Michael Donth (born 8 June 1967) is a German politician of the Christian Democratic Union (CDU) who has been serving as a member of the Bundestag from the state of Baden-Württemberg, Germany, since 2013.

Political career 
Donth became a member of the Bundestag in the 2013 German federal election, representing the Reutlingen district. He is a member of the Committee on Transport and Digital Infrastructure and the Committee on Tourism.

In addition to his committee assignments, Donth is part of the German-French Parliamentary Friendship Group; the German Parliamentary Friendship Group for Relations with the States of Central America; and the German Parliamentary Friendship Group for Relations with the States of South Asia.

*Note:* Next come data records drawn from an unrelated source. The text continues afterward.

//! Compile and publish the route manifest.

use anyhow::{Context as _, Result};
use edge_core::{template_key, RouteManifest};
use edge_store::ObjectStoreExt;
use serde::Serialize;

use super::RoutesArgs;
use crate::context::Context;

#[derive(Serialize)]
struct RouteSummary<'a> {
    pattern: &'a str,
    params: &'a [String],
    template: String,
}

/// Run the routes command.
pub async fn run(args: RoutesArgs, ctx: &Context) -> Result<()> {
    let manifest = ctx.config.validate().context("Invalid route configuration")?;

    print_manifest(&manifest, ctx);

    if args.write {
        write_manifest(&manifest, ctx).await?;
    }

    Ok(())
}

pub(crate) fn print_manifest(manifest: &RouteManifest, ctx: &Context) {
    let summaries: Vec<RouteSummary<'_>> = manifest
        .routes()
        .iter()
        .map(|route| RouteSummary {
            pattern: route.pattern(),
            params: route.param_names(),
            template: template_key(route, &ctx.config.template.filename),
        })
        .collect();

    if ctx.output.is_json() {
        ctx.output.json(&summaries);
        return;
    }

    ctx.output.header(&format!("Routes ({})", summaries.len()));
    let width = summaries
        .iter()
        .map(|s| s.pattern.len())
        .max()
        .unwrap_or(0)
        .max("PATTERN".len());
    ctx.output.table_row(&["PATTERN", "PARAMS", "TEMPLATE"], &[width, 12, 0]);
    for summary in &summaries {
        ctx.output.table_row(
            &[summary.pattern, &summary.params.join(","), &summary.template],
            &[width, 12, 0],
        );
    }
}

pub(crate) async fn write_manifest(manifest: &RouteManifest, ctx: &Context) -> Result<()> {
    let key = &ctx.config.routes.manifest_key;
    ctx.store()
        .put_string(key, &manifest.to_json()?)
        .await
        .with_context(|| format!("Failed to write manifest to {}", key))?;
    ctx.output.success(&format!("Wrote manifest: {}", key));
    Ok(())
}
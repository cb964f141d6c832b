//! The per-request decision.
//!
//! ```text
//! START ── non-document extension ──────────────────────────> FORWARD (static asset)
//!   │
//!   └─ artifact in store ───────────────────────────────────> FORWARD (stored)
//!        │
//!        └─ no route match ─────────────────────────────────> FORWARD (no match)
//!             │
//!             └─ render (bounded) ── ok ────────────────────> FORWARD (rendered)
//!                                  └─ failed / timed out ───> FORWARD (render failed)
//! ```
//!
//! Every branch forwards to the store. Nothing is synthesized here, so the
//! store's own response stays cacheable by the delivery layer.

use std::fmt;
use std::sync::Arc;
use std::time::{Duration, Instant};

use edge_cache::Clock;
use edge_core::{artifact_key, RegenConfig, RequestId};
use edge_observability::DecisionMetrics;
use edge_render::{Render, RenderError, RenderOutcome, RenderRequest, RenderResponse};
use edge_store::ObjectStore;
use serde::Serialize;
use tracing::{debug, error, info, info_span, warn, Instrument};

use crate::manifest::ManifestCache;
use crate::path::{classify_path, route_path, PathKind};

/// Header carrying an upstream request id.
pub const REQUEST_ID_HEADER: &str = "x-request-id";

/// Why a request was forwarded.
#[derive(Debug, Clone, Copy, PartialEq, Eq, Serialize)]
#[serde(rename_all = "snake_case")]
pub enum ForwardReason {
    /// The path names a static asset.
    StaticAsset,
    /// The artifact was already stored.
    Stored,
    /// No dynamic route matches the path.
    NoMatch,
    /// The artifact was rendered and stored just now.
    Rendered,
    /// A render was attempted and did not produce the artifact.
    RenderFailed,
    /// The store could not be read.
    StoreUnavailable,
    /// The route manifest could not be read.
    ManifestUnavailable,
}

impl ForwardReason {
    pub fn as_str(&self) -> &'static str {
        match self {
            Self::StaticAsset => "static_asset",
            Self::Stored => "stored",
            Self::NoMatch => "no_match",
            Self::Rendered => "rendered",
            Self::RenderFailed => "render_failed",
            Self::StoreUnavailable => "store_unavailable",
            Self::ManifestUnavailable => "manifest_unavailable",
        }
    }
}
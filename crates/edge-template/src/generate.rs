//! Template derivation.

use std::collections::BTreeMap;
use std::path::Path;

use edge_core::{placeholder, template_key, RouteManifest, RouteParams, RoutePattern, TemplateConfig};
use edge_patch::{
    patch_document, replace_primary_content, templatize_params, Document, DocumentPatch,
};
use edge_store::{ObjectStore, ObjectStoreExt};
use tracing::{debug, info, warn};

use crate::discover::find_example;
use crate::error::{TemplateError, TemplateResult};
use crate::info::TemplateInfo;

/// A derived template, ready to store.
#[derive(Debug, Clone)]
pub struct GeneratedTemplate {
    /// Store key of the template.
    pub key: String,
    /// Sidecar describing the reference instance.
    pub info: TemplateInfo,
    /// Template document.
    pub html: String,
}

/// Outcome of generating templates for a manifest.
#[derive(Debug, Clone, Default)]
pub struct GenerationReport {
    /// Template keys written, in processing order.
    pub written: Vec<String>,
    /// Patterns with no example page in the build output.
    pub skipped: Vec<String>,
    /// Template keys written more than once; the last route processed wins.
    pub overwritten: Vec<String>,
}

/// Derives fallback templates from build output.
#[derive(Debug, Clone)]
pub struct TemplateGenerator {
    filename: String,
    loading_title: String,
    loading_markup: String,
}

impl Default for TemplateGenerator {
    fn default() -> Self {
        Self::new(&TemplateConfig::default())
    }
}

impl TemplateGenerator {
    /// Create a generator from configuration.
    pub fn new(config: &TemplateConfig) -> Self {
        Self {
            filename: config.filename.clone(),
            loading_title: config.loading_title.clone(),
            loading_markup: config.loading_markup.clone(),
        }
    }

    /// Template key for a route.
    pub fn key_for(&self, route: &RoutePattern) -> String {
        template_key(route, &self.filename)
    }

    /// Turn an instance page into a template.
    ///
    /// The title becomes the loading title, managed tags are removed, the
    /// primary content becomes the loading markup, parameter values in the
    /// payload become placeholders, and the payload metadata entry is
    /// reduced to the loading title.
    pub fn templatize(
        &self,
        html: &str,
        route: &RoutePattern,
        params: &RouteParams,
    ) -> TemplateResult<String> {
        let html = patch_document(html, &DocumentPatch::loading(&self.loading_title))?;
        let html = replace_primary_content(&html, &self.loading_markup);

        let mut doc = Document::parse(&html)?;
        let rows = doc.edit_payload_rows(|_, value| templatize_params(value, route, params))?;
        let template = doc.render();

        for name in route.param_names() {
            if !template.contains(&placeholder(name)) {
                warn!(
                    pattern = route.pattern(),
                    param = %name,
                    "parameter value not found in payload"
                );
            }
        }
        debug!(pattern = route.pattern(), rows, "templatized payload rows");
        Ok(template)
    }

    /// Derive the template for one route, or `None` if the build output
    /// has no instance of it.
    pub fn generate(
        &self,
        build_dir: &Path,
        route: &RoutePattern,
    ) -> TemplateResult<Option<GeneratedTemplate>> {
        if !build_dir.is_dir() {
            return Err(TemplateError::BuildDirMissing(build_dir.to_path_buf()));
        }
        let Some(example) = find_example(build_dir, route) else {
            return Ok(None);
        };

        let html = std::fs::read_to_string(&example.file).map_err(|source| TemplateError::Read {
            path: example.file.clone(),
            source,
        })?;
        let html = self.templatize(&html, route, &example.params)?;

        Ok(Some(GeneratedTemplate {
            key: self.key_for(route),
            info: TemplateInfo {
                pattern: route.pattern().to_string(),
                param_names: route.param_names().to_vec(),
                reference_path: example.path,
                reference_params: example.params,
            },
            html,
        }))
    }

    /// Generate and store templates for every route in the manifest.
    ///
    /// Routes without an example are skipped with a warning. Routes that
    /// share a template key overwrite each other; the last one wins.
    pub async fn generate_all(
        &self,
        build_dir: &Path,
        manifest: &RouteManifest,
        store: &dyn ObjectStore,
    ) -> TemplateResult<GenerationReport> {
        let mut report = GenerationReport::default();
        let mut owners: BTreeMap<String, String> = BTreeMap::new();

        for route in manifest.routes() {
            let Some(template) = self.generate(build_dir, route)? else {
                warn!(pattern = route.pattern(), "no example page found, skipping template");
                report.skipped.push(route.pattern().to_string());
                continue;
            };

            if let Some(previous) = owners.insert(template.key.clone(), route.pattern().to_string())
            {
                warn!(
                    key = %template.key,
                    previous = %previous,
                    pattern = route.pattern(),
                    "routes share a template location, last processed wins"
                );
                report.overwritten.push(template.key.clone());
            }

            store.put_string(&template.key, &template.html).await?;
            store
                .put_string(&TemplateInfo::key_for(&template.key), &template.info.to_json()?)
                .await?;
            info!(
                key = %template.key,
                pattern = route.pattern(),
                reference = %template.info.reference_path,
                "stored fallback template"
            );
            report.written.push(template.key);
        }
        Ok(report)
    }
}
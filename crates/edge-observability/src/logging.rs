//! Subscriber initialisation.

use edge_core::{LogFormat, LoggingConfig};
use tracing_subscriber::layer::SubscriberExt;
use tracing_subscriber::util::{SubscriberInitExt, TryInitError};
use tracing_subscriber::{fmt, EnvFilter};

/// Filter from `RUST_LOG`, else the configured level, else `info`.
pub fn env_filter(config: &LoggingConfig) -> EnvFilter {
    EnvFilter::try_from_default_env()
        .or_else(|_| EnvFilter::try_new(&config.level))
        .unwrap_or_else(|_| EnvFilter::new("info"))
}

/// Install the global subscriber.
///
/// JSON output carries the current span's fields (`request_id`, `path`)
/// on every event. Fails if a global subscriber is already set.
pub fn init_logging(config: &LoggingConfig) -> Result<(), TryInitError> {
    let registry = tracing_subscriber::registry().with(env_filter(config));
    match config.format {
        LogFormat::Json => registry
            .with(
                fmt::layer()
                    .json()
                    .with_current_span(true)
                    .with_span_list(false)
                    .with_writer(std::io::stderr),
            )
            .try_init(),
        LogFormat::Human => registry
            .with(
                fmt::layer()
                    .with_target(false)
                    .compact()
                    .with_writer(std::io::stderr),
            )
            .try_init(),
    }
}

/// Initialize logging for tests. Safe to call from every test.
pub fn init_test_logging() {
    let _ = tracing_subscriber::registry()
        .with(env_filter(&LoggingConfig::default()))
        .with(fmt::layer().with_target(false).with_test_writer().compact())
        .try_init();
}
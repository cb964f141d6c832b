//! Object-store key derivation.
//!
//! All keys are pure functions of their input:
//!
//! | input | key |
//! |---|---|
//! | `/product/42` | `product/42.html` |
//! | `/product/42/` | `product/42.html` |
//! | `/` | `index.html` |
//! | route `/:lang/products/:id` | `products/_fallback.html` |

use crate::route::{canonical_path, normalize_path, RoutePattern};

/// Extension appended to rendered documents.
pub const DOCUMENT_EXTENSION: &str = "html";

/// Extension of the plain-payload variant.
pub const PAYLOAD_EXTENSION: &str = "txt";

/// Suffix of the directory holding per-segment artifacts.
pub const SEGMENTS_SUFFIX: &str = ".segments";

/// Default fallback template filename.
pub const DEFAULT_TEMPLATE_FILENAME: &str = "_fallback.html";

/// Key stem for a request path: canonical segments (decoded, with `%` and
/// `/` re-escaped), without leading/trailing slash or `.html` extension. The
/// root path maps to `index`.
pub fn artifact_stem(path: &str) -> String {
    let canonical = canonical_path(&normalize_path(path));
    let trimmed = canonical.trim_matches('/');
    let trimmed = trimmed
        .strip_suffix(".html")
        .unwrap_or(trimmed)
        .trim_end_matches('/');
    if trimmed.is_empty() {
        "index".to_string()
    } else {
        trimmed.to_string()
    }
}

/// Key of the rendered document for a request path.
pub fn artifact_key(path: &str) -> String {
    format!("{}.{}", artifact_stem(path), DOCUMENT_EXTENSION)
}

/// Key of the plain-payload variant for a request path.
pub fn payload_key(path: &str) -> String {
    format!("{}.{}", artifact_stem(path), PAYLOAD_EXTENSION)
}

/// Prefix under which segment artifacts for a request path live.
pub fn segments_prefix(path: &str) -> String {
    format!("{}{}/", artifact_stem(path), SEGMENTS_SUFFIX)
}

/// Key of the fallback template for a route.
///
/// Static segments joined by `/`, then the template filename. Fully dynamic
/// routes share the root-level template. Routes with equal static segments
/// share one key.
pub fn template_key(route: &RoutePattern, filename: &str) -> String {
    if route.is_fully_dynamic() {
        return filename.to_string();
    }
    let statics: Vec<&str> = route.static_segments().collect();
    format!("{}/{}", statics.join("/"), filename)
}

/// Key of the sidecar describing a template's reference instance.
pub fn template_info_key(template_key: &str) -> String {
    match template_key.rsplit_once('.') {
        Some((stem, _)) if !stem.is_empty() && !stem.ends_with('/') => format!("{}.json", stem),
        _ => format!("{}.json", template_key),
    }
}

Since 2022, he has been chairing a cross-party group in support of UNESCO-recognized nature reserves.

In the negotiations to form a coalition government under the leadership of Minister-President of Baden-Württemberg Winfried Kretschmann following the 2021 state elections, Donth was a member of the working group on mobility, co-chaired by Winfried Hermann and Thomas Dörflinger.

Other activities 
 Federal Network Agency for Electricity, Gas, Telecommunications, Posts and Railway (BNetzA), Alternate Member of the Rail Infrastructure Advisory Council

Political positions 
In June 2017, Donth voted against Germany's introduction of same-sex marriage.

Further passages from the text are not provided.